What lines of the data below hold the string "timestamp"? Copy each one out.

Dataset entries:
● ● ● ●

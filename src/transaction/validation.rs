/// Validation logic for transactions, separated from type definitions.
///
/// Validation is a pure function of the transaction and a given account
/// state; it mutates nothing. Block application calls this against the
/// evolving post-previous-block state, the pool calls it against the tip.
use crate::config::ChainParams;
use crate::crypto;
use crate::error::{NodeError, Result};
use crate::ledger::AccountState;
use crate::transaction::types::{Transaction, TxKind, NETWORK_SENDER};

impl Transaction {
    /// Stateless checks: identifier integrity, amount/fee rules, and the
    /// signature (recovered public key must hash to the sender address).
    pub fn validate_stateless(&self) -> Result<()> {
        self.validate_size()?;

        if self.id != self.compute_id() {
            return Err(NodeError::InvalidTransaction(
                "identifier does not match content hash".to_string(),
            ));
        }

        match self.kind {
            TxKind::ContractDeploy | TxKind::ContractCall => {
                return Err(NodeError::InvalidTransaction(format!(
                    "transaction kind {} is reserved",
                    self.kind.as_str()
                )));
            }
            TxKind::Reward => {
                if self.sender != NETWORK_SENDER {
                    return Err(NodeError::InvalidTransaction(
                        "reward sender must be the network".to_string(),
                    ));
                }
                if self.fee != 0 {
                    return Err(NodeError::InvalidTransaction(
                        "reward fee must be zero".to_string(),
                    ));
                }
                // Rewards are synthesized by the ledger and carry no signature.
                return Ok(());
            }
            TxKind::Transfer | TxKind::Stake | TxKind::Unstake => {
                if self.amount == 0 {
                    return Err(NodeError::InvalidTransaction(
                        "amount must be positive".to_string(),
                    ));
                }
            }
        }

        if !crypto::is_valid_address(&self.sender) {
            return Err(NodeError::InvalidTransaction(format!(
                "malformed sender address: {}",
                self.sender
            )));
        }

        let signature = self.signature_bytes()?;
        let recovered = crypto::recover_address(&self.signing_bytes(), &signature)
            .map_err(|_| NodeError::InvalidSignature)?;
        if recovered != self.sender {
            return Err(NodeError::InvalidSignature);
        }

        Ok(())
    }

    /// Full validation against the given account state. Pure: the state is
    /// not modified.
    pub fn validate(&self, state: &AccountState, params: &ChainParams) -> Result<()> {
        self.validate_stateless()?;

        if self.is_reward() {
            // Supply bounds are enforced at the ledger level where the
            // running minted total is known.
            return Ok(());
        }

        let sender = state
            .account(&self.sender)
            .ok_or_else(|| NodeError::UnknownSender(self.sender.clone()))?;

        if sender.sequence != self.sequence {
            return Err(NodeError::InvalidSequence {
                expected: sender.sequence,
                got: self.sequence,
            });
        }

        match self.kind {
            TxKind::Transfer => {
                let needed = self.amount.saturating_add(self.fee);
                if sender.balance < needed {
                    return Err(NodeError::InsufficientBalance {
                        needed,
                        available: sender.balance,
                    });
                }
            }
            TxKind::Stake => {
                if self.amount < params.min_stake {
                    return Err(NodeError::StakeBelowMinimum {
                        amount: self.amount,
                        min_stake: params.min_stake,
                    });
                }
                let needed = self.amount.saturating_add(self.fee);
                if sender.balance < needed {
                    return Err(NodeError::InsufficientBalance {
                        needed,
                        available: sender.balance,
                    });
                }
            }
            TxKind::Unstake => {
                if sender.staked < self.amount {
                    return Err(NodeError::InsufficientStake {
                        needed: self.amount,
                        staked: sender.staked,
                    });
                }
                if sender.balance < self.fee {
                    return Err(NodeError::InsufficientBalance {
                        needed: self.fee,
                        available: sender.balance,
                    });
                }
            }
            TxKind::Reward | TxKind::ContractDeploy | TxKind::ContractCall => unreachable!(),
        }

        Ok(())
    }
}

● ● ● ●

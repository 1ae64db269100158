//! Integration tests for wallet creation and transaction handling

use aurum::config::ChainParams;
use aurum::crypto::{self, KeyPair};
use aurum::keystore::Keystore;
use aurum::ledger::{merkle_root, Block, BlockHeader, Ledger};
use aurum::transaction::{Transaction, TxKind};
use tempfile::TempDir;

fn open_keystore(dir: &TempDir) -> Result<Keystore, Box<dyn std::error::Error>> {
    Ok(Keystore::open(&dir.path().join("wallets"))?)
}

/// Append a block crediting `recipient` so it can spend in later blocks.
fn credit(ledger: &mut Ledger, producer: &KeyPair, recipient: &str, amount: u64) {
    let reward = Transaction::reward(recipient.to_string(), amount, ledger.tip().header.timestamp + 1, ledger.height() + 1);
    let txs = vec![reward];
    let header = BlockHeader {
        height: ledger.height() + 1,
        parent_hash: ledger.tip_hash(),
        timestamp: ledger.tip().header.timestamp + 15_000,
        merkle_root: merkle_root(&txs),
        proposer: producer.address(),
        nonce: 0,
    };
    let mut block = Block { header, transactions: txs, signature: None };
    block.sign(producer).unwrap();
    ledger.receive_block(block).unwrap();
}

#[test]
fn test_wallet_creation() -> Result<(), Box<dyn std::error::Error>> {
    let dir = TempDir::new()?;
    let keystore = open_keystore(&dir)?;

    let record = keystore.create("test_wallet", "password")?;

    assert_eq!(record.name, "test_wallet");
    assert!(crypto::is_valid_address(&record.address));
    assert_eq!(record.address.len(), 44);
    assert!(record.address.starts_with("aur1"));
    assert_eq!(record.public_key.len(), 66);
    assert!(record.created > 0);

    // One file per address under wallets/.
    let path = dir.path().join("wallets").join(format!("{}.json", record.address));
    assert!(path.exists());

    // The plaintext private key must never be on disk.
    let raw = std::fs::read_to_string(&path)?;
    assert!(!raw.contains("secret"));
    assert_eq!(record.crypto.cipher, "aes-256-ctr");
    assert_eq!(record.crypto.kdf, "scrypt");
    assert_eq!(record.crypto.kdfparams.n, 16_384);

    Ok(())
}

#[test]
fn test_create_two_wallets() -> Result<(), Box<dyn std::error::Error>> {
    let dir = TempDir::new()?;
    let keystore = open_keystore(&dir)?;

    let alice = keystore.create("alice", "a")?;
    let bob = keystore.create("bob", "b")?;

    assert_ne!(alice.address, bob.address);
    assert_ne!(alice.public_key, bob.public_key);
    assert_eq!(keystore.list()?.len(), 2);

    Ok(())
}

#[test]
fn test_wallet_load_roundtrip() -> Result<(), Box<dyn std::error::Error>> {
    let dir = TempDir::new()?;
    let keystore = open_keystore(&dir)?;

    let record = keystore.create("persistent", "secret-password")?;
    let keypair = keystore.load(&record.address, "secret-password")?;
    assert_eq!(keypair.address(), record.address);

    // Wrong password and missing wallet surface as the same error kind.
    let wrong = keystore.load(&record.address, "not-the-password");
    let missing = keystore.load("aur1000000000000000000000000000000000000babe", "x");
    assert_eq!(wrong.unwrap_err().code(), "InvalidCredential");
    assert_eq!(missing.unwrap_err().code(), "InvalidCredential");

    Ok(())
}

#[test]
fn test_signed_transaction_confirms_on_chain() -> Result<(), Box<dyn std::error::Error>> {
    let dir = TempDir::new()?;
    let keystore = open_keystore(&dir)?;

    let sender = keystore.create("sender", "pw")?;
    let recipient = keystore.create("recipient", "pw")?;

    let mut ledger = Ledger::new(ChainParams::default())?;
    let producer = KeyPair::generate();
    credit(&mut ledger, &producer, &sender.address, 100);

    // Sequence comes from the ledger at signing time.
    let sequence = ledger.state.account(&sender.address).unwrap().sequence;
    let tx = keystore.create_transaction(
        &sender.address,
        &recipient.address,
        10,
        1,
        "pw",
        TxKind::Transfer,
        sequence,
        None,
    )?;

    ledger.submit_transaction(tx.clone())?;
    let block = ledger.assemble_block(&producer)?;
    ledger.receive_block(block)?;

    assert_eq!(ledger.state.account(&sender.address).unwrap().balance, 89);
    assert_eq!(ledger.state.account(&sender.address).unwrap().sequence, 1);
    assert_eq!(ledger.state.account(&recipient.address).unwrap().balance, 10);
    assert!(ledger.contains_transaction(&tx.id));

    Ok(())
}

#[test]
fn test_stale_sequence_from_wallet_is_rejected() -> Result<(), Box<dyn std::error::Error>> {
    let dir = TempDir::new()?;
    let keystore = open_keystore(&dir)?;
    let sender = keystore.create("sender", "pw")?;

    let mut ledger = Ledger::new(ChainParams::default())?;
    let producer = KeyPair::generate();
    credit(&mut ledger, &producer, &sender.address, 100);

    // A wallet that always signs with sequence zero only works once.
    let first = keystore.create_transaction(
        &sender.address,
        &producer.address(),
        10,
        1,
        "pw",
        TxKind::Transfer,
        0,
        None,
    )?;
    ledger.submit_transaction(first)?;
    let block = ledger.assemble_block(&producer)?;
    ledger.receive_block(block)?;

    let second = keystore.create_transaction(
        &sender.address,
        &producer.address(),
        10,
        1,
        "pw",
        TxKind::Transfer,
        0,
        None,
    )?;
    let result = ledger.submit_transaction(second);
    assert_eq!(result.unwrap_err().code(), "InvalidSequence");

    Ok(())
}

● ● ● ●

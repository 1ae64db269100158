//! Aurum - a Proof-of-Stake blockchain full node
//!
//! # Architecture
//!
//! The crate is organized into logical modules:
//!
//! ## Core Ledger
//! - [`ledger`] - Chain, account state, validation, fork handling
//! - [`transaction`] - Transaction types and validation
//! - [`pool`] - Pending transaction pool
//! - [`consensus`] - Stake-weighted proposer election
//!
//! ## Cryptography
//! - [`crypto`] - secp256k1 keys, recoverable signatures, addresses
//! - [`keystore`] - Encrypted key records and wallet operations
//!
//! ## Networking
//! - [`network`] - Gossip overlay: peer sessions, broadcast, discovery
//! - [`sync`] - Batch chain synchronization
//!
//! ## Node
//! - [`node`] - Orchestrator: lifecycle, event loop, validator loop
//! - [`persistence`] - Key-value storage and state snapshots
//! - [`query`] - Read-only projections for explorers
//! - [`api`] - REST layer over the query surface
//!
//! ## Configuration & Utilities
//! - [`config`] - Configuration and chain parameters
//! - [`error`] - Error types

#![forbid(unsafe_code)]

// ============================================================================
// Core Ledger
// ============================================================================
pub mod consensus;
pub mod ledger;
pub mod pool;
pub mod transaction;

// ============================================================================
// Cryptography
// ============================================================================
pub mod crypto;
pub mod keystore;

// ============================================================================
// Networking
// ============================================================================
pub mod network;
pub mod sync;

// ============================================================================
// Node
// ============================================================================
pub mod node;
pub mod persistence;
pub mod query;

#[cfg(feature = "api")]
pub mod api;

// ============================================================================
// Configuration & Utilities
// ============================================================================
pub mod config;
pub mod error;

● ● ● ●

EXERCISE ANSWER:
    let reward = Transaction::reward(recipient.to_string(), amount, ledger.tip().header.timestamp + 1, ledger.height() + 1);
        timestamp: ledger.tip().header.timestamp + 15_000,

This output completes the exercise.